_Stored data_

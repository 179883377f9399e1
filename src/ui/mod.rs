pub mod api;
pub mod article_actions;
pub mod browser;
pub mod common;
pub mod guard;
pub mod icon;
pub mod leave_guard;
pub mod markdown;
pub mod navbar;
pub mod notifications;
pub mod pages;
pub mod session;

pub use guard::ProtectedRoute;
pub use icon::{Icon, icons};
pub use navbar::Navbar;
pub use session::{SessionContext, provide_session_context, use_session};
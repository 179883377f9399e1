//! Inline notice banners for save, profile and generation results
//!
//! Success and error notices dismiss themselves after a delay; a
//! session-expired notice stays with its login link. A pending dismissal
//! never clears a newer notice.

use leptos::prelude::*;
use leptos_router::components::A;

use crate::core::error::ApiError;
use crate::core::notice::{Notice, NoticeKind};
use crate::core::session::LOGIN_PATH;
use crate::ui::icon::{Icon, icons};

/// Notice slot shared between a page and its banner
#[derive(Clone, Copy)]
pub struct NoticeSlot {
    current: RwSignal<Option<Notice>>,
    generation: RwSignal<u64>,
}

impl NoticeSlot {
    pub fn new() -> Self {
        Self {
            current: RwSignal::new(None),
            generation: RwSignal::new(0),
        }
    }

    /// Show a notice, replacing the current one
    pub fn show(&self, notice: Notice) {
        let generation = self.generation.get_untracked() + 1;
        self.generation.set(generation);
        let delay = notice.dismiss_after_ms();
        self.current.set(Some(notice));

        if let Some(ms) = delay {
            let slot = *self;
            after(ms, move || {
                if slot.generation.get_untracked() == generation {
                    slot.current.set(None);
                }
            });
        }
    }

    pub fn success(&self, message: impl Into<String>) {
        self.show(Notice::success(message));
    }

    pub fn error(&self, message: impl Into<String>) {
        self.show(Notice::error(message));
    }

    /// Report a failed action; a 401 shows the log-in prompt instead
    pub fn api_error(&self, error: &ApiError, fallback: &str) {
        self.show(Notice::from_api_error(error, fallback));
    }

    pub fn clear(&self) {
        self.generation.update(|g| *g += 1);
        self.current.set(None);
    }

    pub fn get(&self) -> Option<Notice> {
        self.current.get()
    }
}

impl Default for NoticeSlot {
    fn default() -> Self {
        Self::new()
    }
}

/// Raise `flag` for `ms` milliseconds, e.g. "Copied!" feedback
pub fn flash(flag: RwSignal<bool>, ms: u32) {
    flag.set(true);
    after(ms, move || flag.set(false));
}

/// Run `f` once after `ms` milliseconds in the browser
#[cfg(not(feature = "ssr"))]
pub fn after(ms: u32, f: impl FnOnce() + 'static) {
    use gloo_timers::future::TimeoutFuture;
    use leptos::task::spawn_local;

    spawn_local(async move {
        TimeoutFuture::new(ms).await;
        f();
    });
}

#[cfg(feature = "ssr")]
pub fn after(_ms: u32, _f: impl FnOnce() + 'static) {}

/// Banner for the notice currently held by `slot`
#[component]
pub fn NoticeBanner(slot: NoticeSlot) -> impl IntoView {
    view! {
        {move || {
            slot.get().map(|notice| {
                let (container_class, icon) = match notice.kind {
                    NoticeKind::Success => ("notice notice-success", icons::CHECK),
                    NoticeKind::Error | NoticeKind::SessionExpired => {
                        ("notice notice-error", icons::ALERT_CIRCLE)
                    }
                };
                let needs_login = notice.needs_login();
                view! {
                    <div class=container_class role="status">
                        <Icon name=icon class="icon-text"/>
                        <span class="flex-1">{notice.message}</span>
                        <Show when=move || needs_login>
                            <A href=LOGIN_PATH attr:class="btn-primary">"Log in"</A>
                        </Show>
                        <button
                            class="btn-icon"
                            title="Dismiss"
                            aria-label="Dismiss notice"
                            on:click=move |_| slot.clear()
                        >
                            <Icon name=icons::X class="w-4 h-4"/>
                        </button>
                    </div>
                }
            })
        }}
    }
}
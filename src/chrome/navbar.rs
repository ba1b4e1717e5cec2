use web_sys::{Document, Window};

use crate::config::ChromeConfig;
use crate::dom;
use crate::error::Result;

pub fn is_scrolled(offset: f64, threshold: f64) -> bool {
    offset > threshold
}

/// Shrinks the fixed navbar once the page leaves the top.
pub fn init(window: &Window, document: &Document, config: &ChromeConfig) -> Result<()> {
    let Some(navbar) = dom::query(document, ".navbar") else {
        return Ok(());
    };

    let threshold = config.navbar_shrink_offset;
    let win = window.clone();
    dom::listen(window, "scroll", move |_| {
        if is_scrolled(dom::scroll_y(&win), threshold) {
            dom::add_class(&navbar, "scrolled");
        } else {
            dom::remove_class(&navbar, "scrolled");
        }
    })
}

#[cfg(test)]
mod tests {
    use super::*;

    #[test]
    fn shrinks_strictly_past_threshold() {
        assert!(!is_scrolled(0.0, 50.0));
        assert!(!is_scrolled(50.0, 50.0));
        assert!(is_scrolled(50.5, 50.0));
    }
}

_TRY IT_
Copy all records verbatim.

_TASK ANSWER_
repository 179883377f9399e1
filename src/ui/mod.rs
pub mod api;
pub mod article_actions;
pub mod browser;
pub mod common;
pub mod guard;
pub mod icon;
pub mod leave_guard;
pub mod markdown;
pub mod navbar;
pub mod notifications;
pub mod pages;
pub mod session;

pub use guard::ProtectedRoute;
pub use icon::{Icon, icons};
pub use navbar::Navbar;
pub use session::{SessionContext, provide_session_context, use_session};
repository 179883377f9399e1
//! Inline notice banners for save, profile and generation results
//!
//! Success and error notices dismiss themselves after a delay; a
//! session-expired notice stays with its login link. A pending dismissal
//! never clears a newer notice.

use leptos::prelude::*;
use leptos_router::components::A;

use crate::core::error::ApiError;
use crate::core::notice::{Notice, NoticeKind};
use crate::core::session::LOGIN_PATH;
use crate::ui::icon::{Icon, icons};

/// Notice slot shared between a page and its banner
#[derive(Clone, Copy)]
pub struct NoticeSlot {
    current: RwSignal<Option<Notice>>,
    generation: RwSignal<u64>,
}

impl NoticeSlot {
    pub fn new() -> Self {
        Self {
            current: RwSignal::new(None),
            generation: RwSignal::new(0),
        }
    }

    /// Show a notice, replacing the current one
    pub fn show(&self, notice: Notice) {
        let generation = self.generation.get_untracked() + 1;
        self.generation.set(generation);
        let delay = notice.dismiss_after_ms();
        self.current.set(Some(notice));

        if let Some(ms) = delay {
            let slot = *self;
            after(ms, move || {
                if slot.generation.get_untracked() == generation {
                    slot.current.set(None);
                }
            });
        }
    }

    pub fn success(&self, message: impl Into<String>) {
        self.show(Notice::success(message));
    }

    pub fn error(&self, message: impl Into<String>) {
        self.show(Notice::error(message));
    }

    /// Report a failed action; a 401 shows the log-in prompt instead
    pub fn api_error(&self, error: &ApiError, fallback: &str) {
        self.show(Notice::from_api_error(error, fallback));
    }

    pub fn clear(&self) {
        self.generation.update(|g| *g += 1);
        self.current.set(None);
    }

    pub fn get(&self) -> Option<Notice> {
        self.current.get()
    }
}

impl Default for NoticeSlot {
    fn default() -> Self {
        Self::new()
    }
}

/// Raise `flag` for `ms` milliseconds, e.g. "Copied!" feedback
pub fn flash(flag: RwSignal<bool>, ms: u32) {
    flag.set(true);
    after(ms, move || flag.set(false));
}

/// Run `f` once after `ms` milliseconds in the browser
#[cfg(not(feature = "ssr"))]
pub fn after(ms: u32, f: impl FnOnce() + 'static) {
    use gloo_timers::future::TimeoutFuture;
    use leptos::task::spawn_local;

    spawn_local(async move {
        TimeoutFuture::new(ms).await;
        f();
    });
}

#[cfg(feature = "ssr")]
pub fn after(_ms: u32, _f: impl FnOnce() + 'static) {}

/// Banner for the notice currently held by `slot`
#[component]
pub fn NoticeBanner(slot: NoticeSlot) -> impl IntoView {
    view! {
        {move || {
            slot.get().map(|notice| {
                let (container_class, icon) = match notice.kind {
                    NoticeKind::Success => ("notice notice-success", icons::CHECK),
                    NoticeKind::Error | NoticeKind::SessionExpired => {
                        ("notice notice-error", icons::ALERT_CIRCLE)
                    }
                };
                let needs_login = notice.needs_login();
                view! {
                    <div class=container_class role="status">
                        <Icon name=icon class="icon-text"/>
                        <span class="flex-1">{notice.message}</span>
                        <Show when=move || needs_login>
                            <A href=LOGIN_PATH attr:class="btn-primary">"Log in"</A>
                        </Show>
                        <button
                            class="btn-icon"
                            title="Dismiss"
                            aria-label="Dismiss notice"
                            on:click=move |_| slot.clear()
                        >
                            <Icon name=icons::X class="w-4 h-4"/>
                        </button>
                    </div>
                }
            })
        }}
    }
}
filename src/chrome/navbar.rs
repository ba1b4e1717e5cec2
use web_sys::{Document, Window};

use crate::config::ChromeConfig;
use crate::dom;
use crate::error::Result;

pub fn is_scrolled(offset: f64, threshold: f64) -> bool {
    offset > threshold
}

/// Shrinks the fixed navbar once the page leaves the top.
pub fn init(window: &Window, document: &Document, config: &ChromeConfig) -> Result<()> {
    let Some(navbar) = dom::query(document, ".navbar") else {
        return Ok(());
    };

    let threshold = config.navbar_shrink_offset;
    let win = window.clone();
    dom::listen(window, "scroll", move |_| {
        if is_scrolled(dom::scroll_y(&win), threshold) {
            dom::add_class(&navbar, "scrolled");
        } else {
            dom::remove_class(&navbar, "scrolled");
        }
    })
}

#[cfg(test)]
mod tests {
    use super::*;

    #[test]
    fn shrinks_strictly_past_threshold() {
        assert!(!is_scrolled(0.0, 50.0));
        assert!(!is_scrolled(50.0, 50.0));
        assert!(is_scrolled(50.5, 50.0));
    }
}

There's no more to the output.